Limitations & Future Work¶

Pre-training data is limited to brain MRI, and transferability to other anatomical regions such as abdominal CT and whole-body MRI needs to be validated.
The pre-training dataset is private (clinical data), meaning that although the authors released the code and model weights, the dataset cannot be reproduced.
Only one architecture (ResEnc U-Net) was tested, and applicability to hybrid architectures (such as UNesT, MedNeXt) remains unknown.
The performance of the dynamic masking ratio is almost identical to that of the static 75% ratio, making the advantage of the dynamic strategy less obvious.
Future directions: Extending to CT data, and exploring combinations of masked pre-training with other SSL paradigms.

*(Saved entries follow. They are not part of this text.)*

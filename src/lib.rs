//! Shotswp - screenshot triage library
//!
//! This crate provides the deletion queue, triage cursor and thumbnail
//! loading behind the `shotswp` tool, independent of any particular photo
//! library API.

pub mod async_preview;
pub mod catalog;
pub mod cli;
pub mod config;
pub mod domain;
pub mod error;
pub mod preview;
pub mod session;

// Re-export primary types for convenience
pub use async_preview::{ThumbnailLoader, ThumbnailState};
pub use catalog::{AssetCatalog, DirectoryCatalog, MemoryCatalog, ThumbnailDelivery};
pub use config::UserConfig;
pub use domain::{
    AuthorizationState, CandidateFilter, CommitOutcome, Decision, DeletionQueue,
    DeletionQueueManager, MediaId, MediaItem, TriageCursor, TriageStatistics,
};
pub use error::{Result, SweepError};
pub use preview::{Thumbnail, ThumbnailSize};
pub use session::{SessionOptions, TriageSession};
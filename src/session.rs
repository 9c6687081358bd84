// Session module wiring catalog, deletion queue, cursor and thumbnails together

use crate::async_preview::{ThumbnailLoader, ThumbnailState, CACHE_SIZE, DEFAULT_THUMBNAIL_WAIT};
use crate::catalog::AssetCatalog;
use crate::config::{DEFAULT_CANDIDATE_LIMIT, DEFAULT_THUMBNAIL_SIZE};
use crate::domain::{
    AuthorizationState, CandidateFilter, CommitOutcome, Decision, DeletionQueueManager, MediaId,
    MediaItem, TriageCursor, TriageStatistics,
};
use crate::error::{Result, SweepError};
use crate::preview::ThumbnailSize;
use std::sync::Arc;
use std::time::Duration;
use tracing::{info, warn};

#[derive(Debug, Clone)]
pub struct SessionOptions {
    pub filter: CandidateFilter,
    pub candidate_limit: usize,
    pub thumbnail_size: ThumbnailSize,
    pub thumbnail_wait: Duration,
    pub thumbnail_cache_size: usize,
}

impl Default for SessionOptions {
    fn default() -> Self {
        Self {
            filter: CandidateFilter::Screenshots,
            candidate_limit: DEFAULT_CANDIDATE_LIMIT,
            thumbnail_size: ThumbnailSize::square(DEFAULT_THUMBNAIL_SIZE),
            thumbnail_wait: DEFAULT_THUMBNAIL_WAIT,
            thumbnail_cache_size: CACHE_SIZE,
        }
    }
}

pub struct TriageSession<C: ?Sized> {
    catalog: Arc<C>,
    queue: Arc<DeletionQueueManager<C>>,
    cursor: TriageCursor,
    thumbnails: ThumbnailLoader<C>,
    options: SessionOptions,
    authorization: AuthorizationState,
    kept: usize,
}

impl<C: AssetCatalog + ?Sized + 'static> TriageSession<C> {
    pub fn new(catalog: Arc<C>, options: SessionOptions) -> Self {
        let thumbnails = ThumbnailLoader::with_options(
            Arc::clone(&catalog),
            options.thumbnail_wait,
            options.thumbnail_cache_size,
        );
        Self {
            queue: Arc::new(DeletionQueueManager::new(Arc::clone(&catalog))),
            authorization: catalog.authorization(),
            catalog,
            cursor: TriageCursor::default(),
            thumbnails,
            options,
            kept: 0,
        }
    }

    /// Resolves library access, prompting if it is undecided, then loads candidates.
    ///
    /// Returns the number of candidates loaded.
    pub async fn start(&mut self) -> Result<usize> {
        let mut state = self.catalog.authorization();
        if state == AuthorizationState::NotDetermined {
            state = self.catalog.request_authorization().await;
        }
        self.authorization = state;

        if !state.grants_access() {
            warn!(?state, "Photo library access not granted");
            return Err(SweepError::AdapterUnavailable(format!(
                "Photo library access is {:?}",
                state
            )));
        }

        self.reload().await
    }

    /// Fetches a fresh candidate list and rewinds the cursor
    pub async fn reload(&mut self) -> Result<usize> {
        let candidates = self
            .catalog
            .list_candidates(self.options.filter, self.options.candidate_limit)
            .await?;
        let count = candidates.len();

        self.cursor.reset(candidates);
        self.kept = 0;

        info!(count, "Loaded candidates");
        Ok(count)
    }

    pub fn authorization(&self) -> AuthorizationState {
        self.authorization
    }

    pub fn current(&self) -> Option<&MediaItem> {
        self.cursor.current()
    }

    pub fn peek_next(&self) -> Option<&MediaItem> {
        self.cursor.peek_next()
    }

    pub fn cursor(&self) -> &TriageCursor {
        &self.cursor
    }

    pub fn has_more(&self) -> bool {
        !self.cursor.is_exhausted()
    }

    /// Applies a decision to the current candidate and moves to the next one
    pub fn decide(&mut self, decision: Decision) -> Option<MediaItem> {
        let decided = self.cursor.decide(decision, &*self.queue)?;
        if decision == Decision::Keep {
            self.kept += 1;
        }
        Some(decided)
    }

    pub fn queue(&self) -> &Arc<DeletionQueueManager<C>> {
        &self.queue
    }

    pub fn unqueue(&self, id: &MediaId) -> Option<MediaItem> {
        self.queue.dequeue(id)
    }

    pub fn clear_queue(&self) {
        self.queue.clear();
    }

    /// Deletes the queue in one batch, then reloads so deleted items are not
    /// offered again. A failed delete leaves queue and cursor as they were.
    ///
    /// Once the delete went through the outcome is always returned; if the
    /// reload fails the deleted items are dropped from the current candidates.
    pub async fn clean(&mut self) -> Result<CommitOutcome> {
        let committed: Vec<MediaId> = self.queue.items().into_iter().map(|i| i.id).collect();
        let outcome = self.queue.commit().await?;

        if let CommitOutcome::Deleted { .. } = outcome {
            self.thumbnails.evict(&committed).await;
            if let Err(e) = self.reload().await {
                warn!(error = %e, "Reload after delete failed, keeping current candidates");
                self.cursor.discard(&committed);
            }
        }

        Ok(outcome)
    }

    pub async fn thumbnail(&self, item: &MediaItem) -> ThumbnailState {
        self.thumbnails.load(item, self.options.thumbnail_size).await
    }

    /// Starts loading the next candidate's thumbnail in the background
    pub fn prefetch_next(&self) {
        if let Some(next) = self.cursor.peek_next() {
            self.thumbnails.prefetch(next, self.options.thumbnail_size);
        }
    }

    pub fn thumbnails(&self) -> &ThumbnailLoader<C> {
        &self.thumbnails
    }

    pub fn statistics(&self) -> TriageStatistics {
        let queue = self.queue.snapshot();
        TriageStatistics {
            total: self.cursor.len(),
            reviewed: self.cursor.position(),
            kept: self.kept,
            queued: queue.len(),
            queued_bytes: queue.queued_bytes(),
        }
    }
}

vs Swin UNETR: Performs masked pre-training based on a Transformer architecture, which in practice underperforms compared to CNNs in 3D medical segmentation, validating the P2 pitfall.
vs VoCo: A contrastive learning-based pre-training approach that performs poorly on the CNN backbone (avg rank 6.27), indicating insufficient adaptability of this paradigm in CNN pre-training.
vs Models Genesis: A "legacy" method from 2019 but with the right approach (masking + reconstruction), which becomes strong when combined with a SOTA architecture, contrasting with the unfair evaluation of subsequent methods.

Rating¶

Novelty: ⭐⭐⭐ MAE itself is not new; the contribution lies in systematic validation and engineering optimization.
Experimental Thoroughness: ⭐⭐⭐⭐⭐ Evaluation across 5+8 datasets, multi-dimensional ablation, and fair baseline comparisons set a gold standard for evaluation.
Writing Quality: ⭐⭐⭐⭐⭐ The three-pitfalls framework is clear, and the experiments are well-structured.
Value: ⭐⭐⭐⭐ Of significant reference value for the 3D medical SSL community, with direct practical benefit through the release of model weights.